Je sors de mon corps

2020-2021


"Je vous invite à regarder. A écouter. A plonger dans une danse intérieure.

C’est un univers puissant et trouble, d’innocence et de maturité,
qui appelle à se contempler sans narcissisme ni honte.
A se confronter à ce que nous sommes, dans nos peurs, nos replis, nos joies.

Je m’observe grâce à l’image.
Mon corps nu devient l’expression pure de ce qui couve, de ce qui se forge dans et derrière la chair.
Je l’apprivoise.
Dans un premier temps la pose est empreinte de rigidité.
Elle est un carcan encore puissant,
mais qui se fissure peu à peu, laissant place au mouvement.
Je ressent une tension, une volonté de croître, de s’extirper, de s’affirmer.
Je m’éveille.”


Je sors de mon corps. est composée principalement d’autoportraits sensibles, intimes, pris en lumière naturelle, avec des textures riches et une esthétique picturale. C’est un face à face avec soi. Un regard qui se pose sur un corps qui mûrit, qui s’affirme, qui devient plus sensuel, plus féminin. Par la photographie je me force à me regarder, à apprivoiser chaque changement, chaque aspérités. L’image que nous avons de nous est empreinte et modelée par nos émotions, déformée par nos fantasmes. Elle ne se résume pas qu’à notre reflet mais se compose d’une foule de ressentis dans ses contours, sa densité et son énergie.
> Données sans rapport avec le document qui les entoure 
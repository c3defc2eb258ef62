//! Headless Chrome [`Renderer`]: HTML → PNG screenshot.
//!
//! Each page gets one [`ChromeSession`], which owns a scratch directory for
//! the HTML it is asked to render and the screenshots it produces. Every
//! capture is a short-lived `chrome --headless --screenshot` child process:
//!
//! ```text
//! chrome --headless=new --disable-gpu --hide-scrollbars \
//!        --window-size=W,H --virtual-time-budget=SETTLE_MS \
//!        --screenshot=<dir>/shot_N.png file://<dir>/page_N.html
//! ```
//!
//! `--virtual-time-budget` lets web fonts and layout settle before the
//! capture without a wall-clock sleep. `--no-sandbox` is added only when
//! [`ConversionConfig::no_sandbox`] is set, typically for root inside a
//! container. Children are spawned with
//! `kill_on_drop(true)`, so a capture abandoned by a timeout or cancellation
//! does not leave a browser running.

use crate::config::ConversionConfig;
use crate::error::{PageError, Pdf2HtmlError};
use crate::pipeline::{PageContext, RenderSession, Renderer, Screenshot, Viewport};
use async_trait::async_trait;
use std::path::{Path, PathBuf};
use std::process::Stdio;
use tempfile::TempDir;
use tokio::process::Command;
use tracing::{debug, warn};

/// Binary names probed on `PATH` when no browser is configured.
const BROWSER_CANDIDATES: &[&str] = &[
    "google-chrome",
    "google-chrome-stable",
    "chromium",
    "chromium-browser",
    "chrome",
];

/// Longest stderr excerpt kept in a render error.
const STDERR_EXCERPT: usize = 400;

/// [`Renderer`] that shells out to a headless Chrome/Chromium.
#[derive(Debug, Clone)]
pub struct ChromeRenderer {
    browser: PathBuf,
    settle_ms: u64,
    no_sandbox: bool,
}

impl ChromeRenderer {
    pub fn new(browser: impl Into<PathBuf>, settle_ms: u64) -> Self {
        Self {
            browser: browser.into(),
            settle_ms,
            no_sandbox: false,
        }
    }

    /// Launch the browser with its sandbox disabled.
    pub fn with_no_sandbox(mut self, no_sandbox: bool) -> Self {
        self.no_sandbox = no_sandbox;
        self
    }

    /// Use `config.browser_path`, or the first known browser found on `PATH`.
    pub fn from_config(config: &ConversionConfig) -> Result<Self, Pdf2HtmlError> {
        let browser = match &config.browser_path {
            Some(path) if path.is_file() => path.clone(),
            Some(path) => {
                return Err(Pdf2HtmlError::RendererUnavailable(format!(
                    "browser '{}' does not exist",
                    path.display()
                )))
            }
            None => locate_browser().ok_or_else(|| {
                Pdf2HtmlError::RendererUnavailable(format!(
                    "none of {} found on PATH",
                    BROWSER_CANDIDATES.join(", ")
                ))
            })?,
        };
        debug!("Using browser: {}", browser.display());
        if config.no_sandbox {
            warn!("browser sandbox disabled");
        }
        Ok(Self::new(browser, config.render_settle_ms).with_no_sandbox(config.no_sandbox))
    }

    pub fn browser(&self) -> &Path {
        &self.browser
    }
}

/// First [`BROWSER_CANDIDATES`] entry present in a `PATH` directory.
pub fn locate_browser() -> Option<PathBuf> {
    let path = std::env::var_os("PATH")?;
    std::env::split_paths(&path).find_map(|dir| {
        BROWSER_CANDIDATES
            .iter()
            .map(|name| dir.join(name))
            .find(|candidate| candidate.is_file())
    })
}

#[async_trait]
impl Renderer for ChromeRenderer {
    async fn start(&self, page: &PageContext) -> Result<Box<dyn RenderSession>, PageError> {
        let workdir = tempfile::Builder::new()
            .prefix(&format!("pdf2html-render-p{}-", page.page_number))
            .tempdir()
            .map_err(|e| PageError::RenderFailed {
                page: page.page_number,
                detail: format!("cannot create session directory: {e}"),
            })?;
        debug!(
            page = page.page_number,
            dir = %workdir.path().display(),
            "render session started"
        );
        Ok(Box::new(ChromeSession {
            browser: self.browser.clone(),
            settle_ms: self.settle_ms,
            no_sandbox: self.no_sandbox,
            page: page.page_number,
            workdir: Some(workdir),
            captures: 0,
        }))
    }
}

/// One page's render session. Dropping it without [`RenderSession::stop`]
/// still removes the scratch directory.
pub struct ChromeSession {
    browser: PathBuf,
    settle_ms: u64,
    no_sandbox: bool,
    page: usize,
    workdir: Option<TempDir>,
    captures: u32,
}

impl ChromeSession {
    fn failed(&self, detail: impl Into<String>) -> PageError {
        PageError::RenderFailed {
            page: self.page,
            detail: detail.into(),
        }
    }

    fn browser_args(&self, viewport: Viewport, shot: &Path, html: &Path) -> Vec<String> {
        let mut args = vec!["--headless=new".to_string(), "--disable-gpu".to_string()];
        if self.no_sandbox {
            args.push("--no-sandbox".to_string());
        }
        args.extend([
            "--hide-scrollbars".to_string(),
            "--no-first-run".to_string(),
            format!("--window-size={},{}", viewport.width, viewport.height),
            format!("--virtual-time-budget={}", self.settle_ms),
            format!("--screenshot={}", shot.display()),
            format!("file://{}", html.display()),
        ]);
        args
    }
}

#[async_trait]
impl RenderSession for ChromeSession {
    async fn capture(&mut self, markup: &str, viewport: Viewport) -> Result<Screenshot, PageError> {
        let dir = match &self.workdir {
            Some(dir) => dir.path().to_path_buf(),
            None => return Err(self.failed("session already stopped")),
        };
        self.captures += 1;
        let html_path = dir.join(format!("page_{}.html", self.captures));
        let shot_path = dir.join(format!("shot_{}.png", self.captures));

        tokio::fs::write(&html_path, markup)
            .await
            .map_err(|e| self.failed(format!("cannot write HTML: {e}")))?;

        let output = Command::new(&self.browser)
            .args(self.browser_args(viewport, &shot_path, &html_path))
            .stdin(Stdio::null())
            .stdout(Stdio::piped())
            .stderr(Stdio::piped())
            .kill_on_drop(true)
            .output()
            .await
            .map_err(|e| self.failed(format!("cannot launch '{}': {e}", self.browser.display())))?;

        if !output.status.success() {
            let stderr = String::from_utf8_lossy(&output.stderr);
            let excerpt: String = stderr.chars().take(STDERR_EXCERPT).collect();
            return Err(self.failed(format!(
                "browser exited with {}: {}",
                output.status,
                excerpt.trim()
            )));
        }

        let (width, height) = image::image_dimensions(&shot_path)
            .map_err(|e| self.failed(format!("no usable screenshot: {e}")))?;
        debug!(page = self.page, width, height, "screenshot captured");

        Ok(Screenshot {
            path: shot_path,
            width,
            height,
        })
    }

    async fn stop(mut self: Box<Self>) {
        if let Some(dir) = self.workdir.take() {
            let path = dir.path().to_path_buf();
            if let Err(e) = dir.close() {
                warn!(
                    page = self.page,
                    dir = %path.display(),
                    error = %e,
                    "render session cleanup failed"
                );
            }
        }
        debug!(page = self.page, captures = self.captures, "render session stopped");
    }
}

#[cfg(test)]
mod tests {
    use super::*;
    use crate::output::Dimensions;

    fn ctx() -> PageContext {
        PageContext {
            page_number: 1,
            geometry: Dimensions::new(612.0, 792.0),
            pixel_geometry: Dimensions::new(1275.0, 1650.0),
        }
    }

    #[test]
    fn missing_configured_browser_is_unavailable() {
        let config = ConversionConfig::builder()
            .browser_path("/nonexistent/chrome")
            .build()
            .unwrap();
        let err = ChromeRenderer::from_config(&config).unwrap_err();
        assert!(matches!(err, Pdf2HtmlError::RendererUnavailable(_)));
    }

    fn args(no_sandbox: bool) -> Vec<String> {
        let session = ChromeSession {
            browser: PathBuf::from("/usr/bin/chromium"),
            settle_ms: 1500,
            no_sandbox,
            page: 1,
            workdir: None,
            captures: 0,
        };
        let viewport = Viewport { width: 800, height: 600 };
        session.browser_args(viewport, Path::new("/tmp/s.png"), Path::new("/tmp/p.html"))
    }

    #[test]
    fn sandbox_stays_on_unless_disabled() {
        let args = args(false);
        assert!(!args.iter().any(|a| a == "--no-sandbox"));
        assert_eq!(args[0], "--headless=new");
        assert!(args.contains(&"--window-size=800,600".to_string()));
        assert!(args.contains(&"--virtual-time-budget=1500".to_string()));
        assert_eq!(args.last().map(String::as_str), Some("file:///tmp/p.html"));

        assert!(self::args(true).iter().any(|a| a == "--no-sandbox"));
    }

    #[test]
    fn config_flag_reaches_renderer() {
        let browser = tempfile::NamedTempFile::new().unwrap();
        let config = ConversionConfig::builder()
            .browser_path(browser.path())
            .no_sandbox(true)
            .build()
            .unwrap();
        assert!(ChromeRenderer::from_config(&config).unwrap().no_sandbox);

        let config = ConversionConfig::builder()
            .browser_path(browser.path())
            .build()
            .unwrap();
        assert!(!ChromeRenderer::from_config(&config).unwrap().no_sandbox);
    }

    #[tokio::test]
    async fn session_starts_and_stops_without_captures() {
        let renderer = ChromeRenderer::new("/nonexistent/chrome", 0);
        let session = renderer.start(&ctx()).await.unwrap();
        session.stop().await;
    }

    #[tokio::test]
    async fn capture_with_missing_browser_is_render_error() {
        let renderer = ChromeRenderer::new("/nonexistent/chrome", 0);
        let mut session = renderer.start(&ctx()).await.unwrap();
        let err = session
            .capture("<p>x</p>", Viewport { width: 100, height: 100 })
            .await
            .unwrap_err();
        assert_eq!(err.kind(), "render_failed");
        session.stop().await;
    }

    #[cfg(unix)]
    #[tokio::test]
    async fn capture_reads_browser_screenshot() {
        use std::os::unix::fs::PermissionsExt;

        // A stand-in browser that writes a PNG wherever --screenshot points.
        let bin_dir = tempfile::tempdir().unwrap();
        let png = bin_dir.path().join("fixture.png");
        image::RgbaImage::from_pixel(40, 30, image::Rgba([255, 255, 255, 255]))
            .save(&png)
            .unwrap();
        let script = bin_dir.path().join("fake-chrome");
        std::fs::write(
            &script,
            format!(
                "#!/bin/sh\nfor a in \"$@\"; do case \"$a\" in \
                 --screenshot=*) cp '{}' \"${{a#--screenshot=}}\";; esac; done\n",
                png.display()
            ),
        )
        .unwrap();
        std::fs::set_permissions(&script, std::fs::Permissions::from_mode(0o755)).unwrap();

        let renderer = ChromeRenderer::new(&script, 0);
        let mut session = renderer.start(&ctx()).await.unwrap();
        let shot = session
            .capture("<p>x</p>", Viewport { width: 40, height: 30 })
            .await
            .unwrap();
        assert_eq!((shot.width, shot.height), (40, 30));
        assert!(shot.path.exists());
        let shot_path = shot.path.clone();
        shot.release().await;
        assert!(!shot_path.exists());
        session.stop().await;
    }
}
Plus qu’une reconnexion avec son corps, c’est également un travail d’exploration personnelle, de plongée dans l’intimité de l’être. L’image devient alors métaphorique. Chaque marque, mouvement, torsion constitue une mosaïque en constante évolution d’une identité trouble. C’est un engagement permanent du corps et des sensations. Le fond noir, ici, isole, fragmente. C’est un non lieu. Un espace hors du temps, indéfini, extensible, enveloppant, profondeur mystérieuse qui donne force d’évocation aux images.

A travers cette série, je m’intéresse aux notions d’intériorité et d’invisible. Je parle d’émancipation et de reconstruction. De carcans et luttes intérieurs.
Je crie mon envie de vivre, de m’assumer, de m’affirmer.
En tant que personne, femme, et photographe.



Texte critique :

“Je sors de mon corps” est une série pour s’observer, se toucher des yeux afin de mieux reconstruire le puzzle éparse de sa peau. Les autoportraits fragmentés de Laura Gauthier traduise le trajet d’une jeune femme, photographe, en recherche de son unité. Le corps est parcellaire ; hésitation entre mouvement et immobilisme, dialogue entre matière plastique et matière sensible. Le corps nu nous imposant une scission permanente devient un puissant véhicule de l’intériorité. Laura Gauthier ramasse ses débris de verres pour rassembler son miroir. Ses brisures sont heureuses puisqu’elles viennent de la lumière, nécessité réclamée par la photographie pour qu’une image puisse exister. Tout est une histoire de temps et de lumière, conflit nécessaire à la photographie et au corps pour imprimer sa trace.